Que diferencia a redação do Enem das dos demais processos seletivos? Grosso modo, seria a exigência da apresentação de proposta de intervenção. Senão, vejamos! O domínio da escrita formal; a compreensão da proposta; a estruturação do texto dissertativo-argumentativo; a seleção e organização das ideias e argumentos; e o uso adequado dos elementos coesivos para a construção textual configuram aspectos técnicos inerentes a qualquer boa produção. De igual modo, a apresentação de repertório responde à necessidade de familiaridade com o tema, a ser abordado por meio de uma interessante estratégia argumentativa que evidencie, também, conhecimento de mundo. Como se vê, a peculiaridade da proposta de redação do Enem está na exigência de formulação de proposta de intervenção articulada à discussão proposta.
Embarque iniciado!
Conhecidas as circunstâncias do exame, o candidato tem condições de imprimir mais eficiência e eficácia no processo de preparação. No treinamento, há de sanar as dúvidas gramaticais; há de aprimorar a técnica de construção do texto dissertativo-argumentativo; há de investir na tessitura da argumentação; e, especialmente, há de dedicar-se ao estudo de temas que admitam propostas de intervenção, isto é, questões objetivas relacionadas à vida em sociedade, notadamente na realidade brasileira. Assim, ganham relevância temáticas de áreas como meio ambiente, segurança, educação, saúde, cultura, cidadania, tecnologia e economia.

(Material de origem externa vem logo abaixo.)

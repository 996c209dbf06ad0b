use std::process::Command;

fn git(args: &[&str]) -> Option<String> {
    Command::new("git")
        .args(args)
        .output()
        .ok()
        .and_then(|o| String::from_utf8(o.stdout).ok())
        .map(|s| s.trim().to_string())
        .filter(|s| !s.is_empty())
}

fn main() {
    // Shown by `round-feedback --version`.
    let sha = git(&["rev-parse", "--short=12", "HEAD"]).unwrap_or_else(|| "unknown".to_string());
    println!("cargo:rustc-env=GIT_SHA={}", sha);
    let date = git(&["show", "-s", "--format=%ci", "HEAD"]).unwrap_or_else(|| {
        match std::time::SystemTime::now().duration_since(std::time::UNIX_EPOCH) {
            Ok(d) => format!("{}", d.as_secs()),
            Err(_) => "unknown".into(),
        }
    });
    println!("cargo:rustc-env=BUILD_DATE={}", date);
    println!("cargo:rerun-if-changed=.git/HEAD");
}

Ilustram essa orientação os temas que figuraram nas últimas quinze edições do certame, sintetizadas a seguir:
- 2024 – A valorização da herança africana no Brasil
- 2023 – A invisibilidade do trabalho de cuidado realizado pela mulher no Brasil
- 2022 – A valorização de comunidades e povos tradicionais no Brasil
- 2021 – Invisibilidade e registro civil: garantia de acesso à cidadania no Brasil
- 2020 – O estigma associado às doenças mentais na sociedade brasileira
- 2019 – Democratização do acesso ao cinema no Brasil
- 2018 – Manipulação do comportamento do usuário pelo controle de dados na internet
- 2017 – Desafios para a formação educacional de surdos no Brasil
- 2016 – Caminhos para combater a intolerância religiosa no Brasil
- 2015 – A persistência da violência contra a mulher na sociedade brasileira
- 2014 – Publicidade infantil em questão no Brasil
- 2013 – Efeitos da implantação da Lei Seca no Brasil
- 2012 – O movimento imigratório para o Brasil no século XXI
- 2011 – Viver em rede no século XXI: os limites entre o público e o privado
- 2010 – O trabalho na construção da dignidade humana
Embarque encerrado!
Então, caro estudante, mãos à obra. As passagens já estão compradas. Agora é tratar de abastecer e organizar a mala-repertório para, no momento da viagem-prova, dispor de belas peças-ideias que possibilitem um interessante arranjo em busca da almejada nota 1000. E, por favor, muita atenção ao relógio para não perder o voo!
Bom Enem!
*Ênio César de Moraes Fontes é poeta e professor. Atualmente é coordenador pedagógico do ensino médio do Colégio Presbiteriano Mackenzie Brasília.